モニカは画面が消えた場所を見つめていた。

エレナは静かに目を伏せる。


「このあと、帰ってきませんでした」

白嶺は動かなかった。


エレナはしばらく写真を見ていた。

それから静かに立ち上がる。


「母は詳しい話をしたがりませんでした」

 棚の引き出しから一枚の記録を取り出した。

「でも、調べはしました」

白嶺は黙って聞いている。

「事件の記録です」

エレナは、古い紙の資料を見た。

「犯人は兄より四つ年上でした」

「六年生ですか」

白嶺が聞く。

「はい」

エレナは頷いた。

「同じ小学校でした」

モニカは言葉を失う。

「そんな……」

「兄は犯人を知っていました」

エレナは続けた。

「だから警戒しなかったそうです」

白嶺は動かない。

「犯人は兄を連れ出しました」

「目的は?」

白嶺が聞く。

エレナは少し考えた。

「真実……」

エレナは止まる。

「それは分かりません」

「記録には残っていません」

沈黙する。

「当時、大きな問題になったことがもう一つあります」


エレナは資料をめくった。


「兄のBANREIです」


モニカが顔を上げる。

「BANREI?」


「はい。兄は発見されるまで、生存していた可能性が高いとされています」


エレナは続けた。


「ですが、緊急保護機能は一度も作動しませんでした」


「そんなこと……」


「当時も同じ反応だったそうです」


エレナは資料へ目を落とす。


「位置情報は正常」

「通信状態も正常」

「生体監視も正常」

「BANREIは異常なしと判断し続けていた」

 

白嶺の視線がわずかに動く。

「原因は」

 

「完全には分かっていません」

エレナは首を振った。

「ただ、犯人宅から非常に古い携帯電話が見つかっています」


「携帯電話?」


モニカが聞き返す。

「かなり前の通信機器です。P101系統、と記録されています」

 

白嶺が初めて口を開いた。

「PDCですか」

「ご存じなんですか」

 

「名称だけです。

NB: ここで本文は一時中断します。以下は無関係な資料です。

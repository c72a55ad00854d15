//! A tiny 5x7 bitmap font.
//!
//! Used for the status line of the BytePusher and the labels of the demos.
//! Lowercase letters are drawn as uppercase, anything without a glyph is drawn as `?`.
use crate::core::{DrawCommand, Rect, Rgb};

/// Width of a glyph, in font pixels.
pub const GLYPH_WIDTH: usize = 5;
/// Height of a glyph, in font pixels.
pub const GLYPH_HEIGHT: usize = 7;
/// Horizontal distance between the start of two glyphs, in font pixels.
pub const ADVANCE: usize = GLYPH_WIDTH + 1;
/// Vertical distance between two lines, in font pixels.
pub const LINE_HEIGHT: usize = GLYPH_HEIGHT + 2;

// Each row is 5 bits, the most significant one is the leftmost pixel
fn glyph(c: char) -> [u8; GLYPH_HEIGHT] {
    match c.to_ascii_uppercase() {
        ' ' => [0x00; 7],
        '0' => [0x0E, 0x11, 0x13, 0x15, 0x19, 0x11, 0x0E],
        '1' => [0x04, 0x0C, 0x04, 0x04, 0x04, 0x04, 0x0E],
        '2' => [0x0E, 0x11, 0x01, 0x02, 0x04, 0x08, 0x1F],
        '3' => [0x1F, 0x02, 0x04, 0x02, 0x01, 0x11, 0x0E],
        '4' => [0x02, 0x06, 0x0A, 0x12, 0x1F, 0x02, 0x02],
        '5' => [0x1F, 0x10, 0x1E, 0x01, 0x01, 0x11, 0x0E],
        '6' => [0x06, 0x08, 0x10, 0x1E, 0x11, 0x11, 0x0E],
        '7' => [0x1F, 0x01, 0x02, 0x04, 0x08, 0x08, 0x08],
        '8' => [0x0E, 0x11, 0x11, 0x0E, 0x11, 0x11, 0x0E],
        '9' => [0x0E, 0x11, 0x11, 0x0F, 0x01, 0x02, 0x0C],
        'A' => [0x0E, 0x11, 0x11, 0x11, 0x1F, 0x11, 0x11],
        'B' => [0x1E, 0x11, 0x11, 0x1E, 0x11, 0x11, 0x1E],
        'C' => [0x0E, 0x11, 0x10, 0x10, 0x10, 0x11, 0x0E],
        'D' => [0x1C, 0x12, 0x11, 0x11, 0x11, 0x12, 0x1C],
        'E' => [0x1F, 0x10, 0x10, 0x1E, 0x10, 0x10, 0x1F],
        'F' => [0x1F, 0x10, 0x10, 0x1E, 0x10, 0x10, 0x10],
        'G' => [0x0E, 0x11, 0x10, 0x17, 0x11, 0x11, 0x0F],
        'H' => [0x11, 0x11, 0x11, 0x1F, 0x11, 0x11, 0x11],
        'I' => [0x0E, 0x04, 0x04, 0x04, 0x04, 0x04, 0x0E],
        'J' => [0x07, 0x02, 0x02, 0x02, 0x02, 0x12, 0x0C],
        'K' => [0x11, 0x12, 0x14, 0x18, 0x14, 0x12, 0x11],
        'L' => [0x10, 0x10, 0x10, 0x10, 0x10, 0x10, 0x1F],
        'M' => [0x11, 0x1B, 0x15, 0x15, 0x11, 0x11, 0x11],
        'N' => [0x11, 0x11, 0x19, 0x15, 0x13, 0x11, 0x11],
        'O' => [0x0E, 0x11, 0x11, 0x11, 0x11, 0x11, 0x0E],
        'P' => [0x1E, 0x11, 0x11, 0x1E, 0x10, 0x10, 0x10],
        'Q' => [0x0E, 0x11, 0x11, 0x11, 0x15, 0x12, 0x0D],
        'R' => [0x1E, 0x11, 0x11, 0x1E, 0x14, 0x12, 0x11],
        'S' => [0x0F, 0x10, 0x10, 0x0E, 0x01, 0x01, 0x1E],
        'T' => [0x1F, 0x04, 0x04, 0x04, 0x04, 0x04, 0x04],
        'U' => [0x11, 0x11, 0x11, 0x11, 0x11, 0x11, 0x0E],
        'V' => [0x11, 0x11, 0x11, 0x11, 0x11, 0x0A, 0x04],
        'W' => [0x11, 0x11, 0x11, 0x15, 0x15, 0x15, 0x0A],
        'X' => [0x11, 0x11, 0x0A, 0x04, 0x0A, 0x11, 0x11],
        'Y' => [0x11, 0x11, 0x11, 0x0A, 0x04, 0x04, 0x04],
        'Z' => [0x1F, 0x01, 0x02, 0x04, 0x08, 0x10, 0x1F],
        '.' => [0x00, 0x00, 0x00, 0x00, 0x00, 0x0C, 0x0C],
        ',' => [0x00, 0x00, 0x00, 0x00, 0x0C, 0x04, 0x08],
        ':' => [0x00, 0x0C, 0x0C, 0x00, 0x0C, 0x0C, 0x00],
        '-' => [0x00, 0x00, 0x00, 0x1F, 0x00, 0x00, 0x00],
        '_' => [0x00, 0x00, 0x00, 0x00, 0x00, 0x00, 0x1F],
        '+' => [0x00, 0x04, 0x04, 0x1F, 0x04, 0x04, 0x00],
        '=' => [0x00, 0x00, 0x1F, 0x00, 0x1F, 0x00, 0x00],
        '/' => [0x00, 0x01, 0x02, 0x04, 0x08, 0x10, 0x00],
        '%' => [0x18, 0x19, 0x02, 0x04, 0x08, 0x13, 0x03],
        '(' => [0x02, 0x04, 0x08, 0x08, 0x08, 0x04, 0x02],
        ')' => [0x08, 0x04, 0x02, 0x02, 0x02, 0x04, 0x08],
        '[' => [0x0E, 0x08, 0x08, 0x08, 0x08, 0x08, 0x0E],
        ']' => [0x0E, 0x02, 0x02, 0x02, 0x02, 0x02, 0x0E],
        '\'' => [0x0C, 0x04, 0x08, 0x00, 0x00, 0x00, 0x00],
        '"' => [0x0A, 0x0A, 0x00, 0x00, 0x00, 0x00, 0x00],
        '!' => [0x04, 0x04, 0x04, 0x04, 0x04, 0x00, 0x04],
        '<' => [0x02, 0x04, 0x08, 0x10, 0x08, 0x04, 0x02],
        '>' => [0x08, 0x04, 0x02, 0x01, 0x02, 0x04, 0x08],
        _ => [0x0E, 0x11, 0x01, 0x02, 0x04, 0x00, 0x04],
    }
}

/// Width of a line of text, in window pixels.
pub fn text_width(text: &str, scale: f32) -> f32 {
    let chars = text.chars().count();
    if chars == 0 {
        0.0
    } else {
        (chars * ADVANCE - 1) as f32 * scale
    }
}

/// The filled rectangles making up a line of text.
///
/// Every lit font pixel becomes a `scale` by `scale` square, with the top left corner of the
/// first glyph at `(x, y)`.
pub fn text_rects(text: &str, x: f32, y: f32, scale: f32) -> Vec<Rect> {
    text.chars()
        .enumerate()
        .flat_map(|(i, c)| {
            let left = x + (i * ADVANCE) as f32 * scale;
            glyph(c)
                .into_iter()
                .enumerate()
                .flat_map(move |(row, bits)| {
                    (0..GLYPH_WIDTH)
                        .filter(move |col| bits & (0x10 >> col) != 0)
                        .map(move |col| {
                            Rect::new(
                                left + col as f32 * scale,
                                y + row as f32 * scale,
                                scale,
                                scale,
                            )
                        })
                })
        })
        .collect()
}

/// Split text into lines no wider than `max_width`, breaking between words where possible.
///
/// Words too long to fit on a line of their own are split across lines.
pub fn wrap(text: &str, max_width: f32, scale: f32) -> Vec<String> {
    let max_chars = (((max_width / scale).max(0.0) as usize + 1) / ADVANCE).max(1);
    let mut lines = Vec::new();
    let mut line = String::new();
    for word in text.split_whitespace() {
        let mut word: Vec<char> = word.chars().collect();
        while word.len() > max_chars {
            if !line.is_empty() {
                lines.push(std::mem::take(&mut line));
            }
            lines.push(word.drain(..max_chars).collect());
        }
        let word: String = word.into_iter().collect();
        let len = line.chars().count();
        if len == 0 {
            line = word;
        } else if len + 1 + word.chars().count() <= max_chars {
            line.push(' ');
            line.push_str(&word);
        } else {
            lines.push(std::mem::replace(&mut line, word));
        }
    }
    if !line.is_empty() {
        lines.push(line);
    }
    lines
}

/// Draw a line of text on top of a solid background box.
pub fn text_commands(
    text: &str,
    x: f32,
    y: f32,
    scale: f32,
    colour: Rgb,
    background: Option<Rgb>,
) -> Vec<DrawCommand> {
    let mut commands = Vec::with_capacity(2);
    if let Some(bg) = background {
        commands.push(DrawCommand::FillRects(
            bg,
            vec![Rect::new(
                x - scale,
                y - scale,
                text_width(text, scale) + 2.0 * scale,
                (GLYPH_HEIGHT + 2) as f32 * scale,
            )],
        ));
    }
    commands.push(DrawCommand::FillRects(colour, text_rects(text, x, y, scale)));
    commands
}

#[cfg(test)]
mod tests {
    use super::{
        text_commands, text_rects, text_width, wrap, ADVANCE, GLYPH_HEIGHT, GLYPH_WIDTH,
    };
    use crate::core::DrawCommand;

    // Draw the text as '#' and '.' characters
    fn render(text: &str) -> String {
        let width = text.chars().count() * ADVANCE - 1;
        let mut grid = vec![vec!['.'; width]; GLYPH_HEIGHT];
        text_rects(text, 0.0, 0.0, 1.0)
            .iter()
            .for_each(|r| grid[r.y as usize][r.x as usize] = '#');
        grid.into_iter()
            .map(|row| row.into_iter().collect::<String>())
            .collect::<Vec<String>>()
            .join("\n")
    }

    #[test]
    fn test_glyph_a() {
        insta::assert_snapshot!(render("A"), @r"
        .###.
        #...#
        #...#
        #...#
        #####
        #...#
        #...#
        ");
    }
    #[test]
    fn test_two_glyphs() {
        insta::assert_snapshot!(render("HI"), @r"
        #...#..###.
        #...#...#..
        #...#...#..
        #####...#..
        #...#...#..
        #...#...#..
        #...#..###.
        ");
    }
    #[test]
    fn test_lowercase() {
        assert_eq!(text_rects("bytepusher", 0.0, 0.0, 1.0), text_rects("BYTEPUSHER", 0.0, 0.0, 1.0));
    }
    #[test]
    fn test_unknown_is_question_mark() {
        assert_eq!(text_rects("\u{263A}", 0.0, 0.0, 1.0), text_rects("?", 0.0, 0.0, 1.0));
    }
    #[test]
    fn test_space_is_empty() {
        assert!(text_rects("   ", 0.0, 0.0, 2.0).is_empty());
    }
    #[test]
    fn test_width() {
        assert_eq!(text_width("", 2.0), 0.0);
        assert_eq!(text_width("A", 1.0), GLYPH_WIDTH as f32);
        assert_eq!(text_width("AB", 2.0), 22.0);
    }
    #[test]
    fn test_scale() {
        let rects = text_rects("I", 10.0, 20.0, 3.0);
        assert_eq!(rects.len(), 11);
        assert_eq!(rects[0].x, 13.0);
        assert_eq!(rects[0].y, 20.0);
        assert_eq!(rects[0].w, 3.0);
    }
    #[test]
    fn test_background() {
        let commands = text_commands("OK", 4.0, 4.0, 2.0, [255; 3], Some([0; 3]));
        assert_eq!(commands.len(), 2);
        assert!(matches!(commands[0], DrawCommand::FillRects([0, 0, 0], _)));
        assert_eq!(text_commands("OK", 4.0, 4.0, 2.0, [255; 3], None).len(), 1);
    }
    #[test]
    fn test_wrap_status_line() {
        let text = "Unable to read file: No such file or directory (os error 2)";
        let lines = wrap(text, 248.0, 1.0);
        assert_eq!(
            lines,
            vec!["Unable to read file: No such file or", "directory (os error 2)"]
        );
        assert!(lines.iter().all(|l| text_width(l, 1.0) <= 248.0));
    }
    #[test]
    fn test_wrap_long_word() {
        assert_eq!(wrap("ABCDEFGHIJ", 23.0, 1.0), vec!["ABCD", "EFGH", "IJ"]);
        assert_eq!(wrap("AB CD", 22.0, 2.0), vec!["AB", "CD"]);
    }
    #[test]
    fn test_wrap_short() {
        assert_eq!(wrap("Paused", 248.0, 1.0), vec!["Paused"]);
        assert!(wrap("", 248.0, 1.0).is_empty());
    }
}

現在とは全く異なる、旧世代の携帯通信規格です」

エレナは頷いた。

「その機器が作動していた間だけ、BANREIの認証処理に異常が出ていた可能性がある、と」

「可能性?」

「再現は出来なかったそうです」

エレナは資料を閉じた。

 

「ただ……ただこの事件の後、BANREIは全面改修されています」

モニカの表情が変わる。

「あの保護基準改定……」

「はい」

エレナは静かに答えた。

 

「兄の事件が、きっかけだったそうです」


「ただ……」

エレナは目を背ける。

「犯人の小学生は何度も射精した記録……が……」

 

エレナの言葉が止まる。

エレナの目が潤む。

白嶺は変わらず黙っている。


モニカが顔を上げる。

「大丈夫、大丈夫」

「はい……」

「大丈夫……」

モニカはエレナの手を握る。


エレナは気を取り直し続きを話す。

 

「どうなるか見たかった!」

語気が強まる。


部屋が静かになる。

「どうなるか?……ですか」

モニカが聞き返した。

 

「兄がです」

エレナは答えた。

「お腹が空いたら」

「水を飲めなかったら」

「助けが来なかったら」

「人間はどうなるのか」


モニカの顔から血の気が引いた。

「そんな理由で……」

エレナは続きを読んだ。


「犯人は兄を嫌っていませんでした」

「むしろ好意的だったそうです」

「仲も悪くなかった」

「じゃあ……」

モニカは言葉を止めた。


「分かりません」

エレナは首を振る。


「警察も同じ結論でした」

白嶺は静かに聞いている。

「当時の精神鑑定では」

エレナは資料を閉じた。


「他者への共感能力が著しく低いと判断されたそうです」

モニカは唇を噛んだ。


「兄は監禁されていました」

エレナは写真を見る。

「そして、衰弱していきました」

沈黙。

「犯人は観察していたそうです」

モニカは目を伏せる。


「……最低」

エレナは首を横に振った。

「発見時の記録です」

エレナは資料を見た。

「兄の両腕には、多数の穿刺痕が確認されたそうです」

モニカの表情が強張る。


「穿刺痕……」

「注射針です」


静かな声だった。

「一本ではありません」

「何百回も刺されていました」

部屋が静かになる。


「犯人は、一度に大量の血液を抜いていません」

エレナは続けた。

「少しだけ抜き、様子を見る」

「また抜くき、それを繰り返し……」


モニカは顔をしかめた。

「そんなこと……」

「兄は途中まで生きていました」

エレナは資料を閉じない。


「記録には残っています」

「最初は助けを求めていた」

「泣いていた」

「帰りたいと言っていた」

沈黙。

「そして……」

エレナの声が震えた。

 

「抱きしめて……と」

 

エレナは口に手を持っていき、嗚咽している。

エレナの手を握ったモニカの手に力が入る。


数秒。

エレナは、顔をあげ、言う。

「でも、だんだん声が出なくなったそうです」


モニカは目を伏せた。

「犯人は、その様子を観察していました」

「顔色が変わるのを」

「歩けなくなるのを」

「立てなくなるのを」

「眠る時間が長くなるのを」


エレナの声は変わらない。

エレナの語気は強くなる。


「兄は最後、自力で起き上がれなかったそうです」

「水を欲しがり母を呼んだそうです」

誰も何も言わなかった。


「それから!」

時が止まる……


「発見された時」

エレナは言葉を吐き出す。


エレナは写真を見る。

「身体に大きな損傷はありませんでした」

「ただ」

「とても軽かったそうです」

エレナの声は呟くように小さかった。


映像の中の悠は笑っていた。

「犯人は最後まで観察を続けていたと記録されています」

「母は違うと言っていました」

ラストスパート。

この表現が一番近い、吐き出すような言葉。


白嶺の視線が動く。

「違う?」

「はい」

エレナは静かに答えた。


「最低なら理解できる」

「憎しみなら理解できる」

「でも」


 写真の中の悠を見る。

 

「興味だった……」


その言葉だけが部屋に残った。

白嶺は何も言わなかった。

ただ、停止した映像の中で笑う悠を見ていた。


エレナの声は淡々としていた。

淡々としていなければ、話せないのだと分かる声だった。


最後に映っていたのは、

母親へ向かって手を振る少年だった。

室内が静まり返る。


「そんな……」


モニカは小さく呟いた。

白嶺は何も言わなかった。

ただ、停止した映像の位置を見ていた。

最後に映っていたのは、笑って手を振る少年だった。